**TASK DIRECTIONS**
Return exactly the span of lines in the following data that opens with the line containing "must contain, as" and closes with the line containing "default_value_t = SearchTarget::Message)]". Include nothing else.
### ENTRIES SUPPLIED ###
use std::path::PathBuf;

use clap::{ArgAction, Args, Parser, Subcommand, ValueEnum};

#[derive(Parser)]
#[command(name = "sol", about = concat!("sol v", env!("CARGO_PKG_VERSION"), " - todo.txt lists and source comment scanning"), version)]
pub struct Cli {
    #[command(subcommand)]
    pub command: Option<Commands>,

    /// Increase log verbosity (repeatable)
    #[arg(short, long, action = ArgAction::Count, global = true)]
    pub verbose: u8,

    /// Use a configuration file other than the default
    #[arg(short = 'c', long, global = true)]
    pub config: Option<PathBuf>,

    /// Task file to work on (default: `todo_file` from the config)
    #[arg(short = 'f', long, global = true)]
    pub file: Option<PathBuf>,

    /// Output as JSON
    #[arg(long, global = true)]
    pub json: bool,
}

#[derive(Subcommand)]
pub enum Commands {
    /// List open and completed tasks, optionally filtered by terms
    #[command(alias = "ls")]
    List(ListArgs),
    /// List completed tasks
    #[command(alias = "listdone")]
    Done,
    /// List prioritized tasks, optionally limited to a letter class like `A-C`
    #[command(aliases = ["listpriority", "lsp"])]
    Listpri(ListPriArgs),
    /// Add a task
    Add(AddArgs),
    /// Mark tasks complete
    #[command(aliases = ["do", "tick"])]
    Check(IndexArgs),
    /// Mark tasks open again
    #[command(alias = "untick")]
    Uncheck(IndexArgs),
    /// Flip tasks between open and complete
    Toggle(IndexArgs),
    /// Set a task's priority
    #[command(alias = "priority")]
    Pri(PriArgs),
    /// Remove the priority of tasks
    #[command(aliases = ["deprioritize", "dp"])]
    Depri(IndexArgs),
    /// Delete tasks
    #[command(aliases = ["remove", "delete", "del"])]
    Rm(IndexArgs),
    /// Add text to the end of a task
    Append(TextArgs),
    /// Add text to the start of a task
    Prepend(TextArgs),
    /// Replace a task with a new line
    Replace(TextArgs),
    /// Sort the task file
    #[command(alias = "order")]
    Sort,
    /// Remove duplicate tasks
    #[command(alias = "deduplicate")]
    Dedup,
    /// Find tasks by message, priority, context, project or keyword
    #[command(alias = "filter")]
    Search(SearchArgs),
    /// List context tags in use
    #[command(alias = "lsc")]
    Contexts,
    /// List project tags in use
    #[command(alias = "lsprj")]
    Projects,
    /// Scan a source tree for TODO-style comments
    Scan(ScanArgs),
}

// ---------------------------------------------------------------------------
// Read command args
// ---------------------------------------------------------------------------

#[derive(Args, Default)]
pub struct ListArgs {
    /// Terms every listed task must contain; `/term` excludes, `a/b` means either
    pub terms: Vec<String>,
}

#[derive(Args)]
pub struct ListPriArgs {
    /// Priority letters and ranges, e.g. `A`, `AB` or `A-C` (default: any)
    pub priorities: Option<String>,
    /// Terms every listed task must contain, as for `list`
    pub terms: Vec<String>,
}

#[derive(Clone, Copy, Debug, PartialEq, Eq, ValueEnum)]
pub enum SearchTarget {
    #[value(alias = "msg")]
    Message,
    Priority,
    Context,
    Project,
    Keyword,
}

#[derive(Args)]
pub struct SearchArgs {
    /// Text to look for (`key:value` for keywords)
    pub query: String,
    /// Field to search
    #[arg(long = "by", value_enum, default_value_t = SearchTarget::Message)]
    pub target: SearchTarget,
    /// Require an exact match instead of a substring
    #[arg(long)]
    pub strict: bool,
    /// Compare case-sensitively
    #[arg(long = "case-sensitive", short = 's')]
    pub case_sensitive: bool,
}

// ---------------------------------------------------------------------------
// Write command args
// ---------------------------------------------------------------------------

#[derive(Args)]
pub struct AddArgs {
    /// The task line, e.g. `(A) Call mom @phone`
    #[arg(required = true, num_args = 1..)]
    pub text: Vec<String>,
    /// Stamp today's date as the creation date
    #[arg(short = 't', long)]
    pub date: bool,
    /// Insert at this position instead of appending
    #[arg(short, long)]
    pub index: Option<usize>,
}

#[derive(Args)]
pub struct IndexArgs {
    /// Task numbers as shown by `list`
    #[arg(required = true, num_args = 1..)]
    pub indices: Vec<usize>,
}

#[derive(Args)]
pub struct PriArgs {
    /// Task number as shown by `list`
    pub index: usize,
    /// Priority letter A-Z
    pub priority: String,
}

#[derive(Args)]
pub struct TextArgs {
    /// Task number as shown by `list`
    pub index: usize,
    #[arg(required = true, num_args = 1..)]
    pub text: Vec<String>,
}

// ---------------------------------------------------------------------------
// Scan args
// ---------------------------------------------------------------------------

#[derive(Args)]
pub struct ScanArgs {
    /// Root of the tree to scan (default: current directory)
    pub path: Option<PathBuf>,
    /// Use this profile instead of detecting one
    #[arg(short, long)]
    pub profile: Option<String>,
    /// Merge the results into this task file instead of printing them
    #[arg(long)]
    pub into: Option<PathBuf>,
}
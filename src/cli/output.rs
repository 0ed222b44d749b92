use chrono::NaiveDate;
use indexmap::IndexMap;
use serde::Serialize;

use crate::model::task::TaskRecord;
use crate::ops::scan::SoftError;

// ---------------------------------------------------------------------------
// JSON output structs
// ---------------------------------------------------------------------------

#[derive(Serialize)]
pub struct TaskJson {
    /// 1-based position in the task file, when the task came from one
    #[serde(skip_serializing_if = "Option::is_none")]
    pub index: Option<usize>,
    pub line: String,
    pub complete: bool,
    #[serde(skip_serializing_if = "Option::is_none")]
    pub priority: Option<String>,
    #[serde(skip_serializing_if = "Option::is_none")]
    pub created: Option<NaiveDate>,
    #[serde(skip_serializing_if = "Option::is_none")]
    pub completed: Option<NaiveDate>,
    pub message: String,
    pub contexts: Vec<String>,
    pub projects: Vec<String>,
    pub keywords: IndexMap<String, String>,
}

#[derive(Serialize)]
pub struct SoftErrorJson {
    pub path: String,
    pub line: usize,
}

#[derive(Serialize)]
pub struct ScanJson {
    pub profile: String,
    pub tasks: Vec<TaskJson>,
    pub errors: Vec<SoftErrorJson>,
}

// ---------------------------------------------------------------------------
// Conversions
// ---------------------------------------------------------------------------

pub fn task_to_json(index: Option<usize>, task: &TaskRecord) -> TaskJson {
    TaskJson {
        index,
        line: task.to_string(),
        complete: task.is_complete(),
        priority: task.priority().map(|p| p.to_string()),
        created: task.created_date(),
        completed: task.completed_date(),
        message: task.message().to_string(),
        contexts: task.contexts().iter().map(|s| s.to_string()).collect(),
        projects: task.projects().iter().map(|s| s.to_string()).collect(),
        keywords: task
            .keywords()
            .into_iter()
            .map(|(k, v)| (k.to_string(), v.to_string()))
            .collect(),
    }
}

pub fn soft_error_to_json(error: &SoftError) -> SoftErrorJson {
    SoftErrorJson {
        path: error.path.display().to_string(),
        line: error.line,
    }
}

// ---------------------------------------------------------------------------
// Text output
// ---------------------------------------------------------------------------

/// Numbered listing, numbers zero-padded to a common width: `03: (A) Task`
pub fn format_numbered(entries: &[(usize, &TaskRecord)]) -> Vec<String> {
    let width = entries
        .iter()
        .map(|(n, _)| n.to_string().len())
        .max()
        .unwrap_or(1);
    entries
        .iter()
        .map(|(n, task)| format!("{:0width$}: {}", n, task, width = width))
        .collect()
}

/// Summary of comment lines the scanner could not use, grouped by file.
pub fn format_soft_errors(errors: &[SoftError]) -> Vec<String> {
    let mut by_file: IndexMap<String, Vec<usize>> = IndexMap::new();
    for error in errors {
        by_file
            .entry(error.path.display().to_string())
            .or_default()
            .push(error.line);
    }

    let mut lines = Vec::new();
    if !by_file.is_empty() {
        lines.push(format!("Unable to parse {} comment line(s):", errors.len()));
    }
    for (path, numbers) in by_file {
        let numbers: Vec<String> = numbers.iter().map(|n| n.to_string()).collect();
        lines.push(format!("  {}: {}", path, numbers.join(", ")));
    }
    lines
}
###
**EXERCISE ANSWER**
    /// Terms every listed task must contain, as for `list`
    pub terms: Vec<String>,
}

#[derive(Clone, Copy, Debug, PartialEq, Eq, ValueEnum)]
pub enum SearchTarget {
    #[value(alias = "msg")]
    Message,
    Priority,
    Context,
    Project,
    Keyword,
}

#[derive(Args)]
pub struct SearchArgs {
    /// Text to look for (`key:value` for keywords)
    pub query: String,
    /// Field to search
    #[arg(long = "by", value_enum, default_value_t = SearchTarget::Message)]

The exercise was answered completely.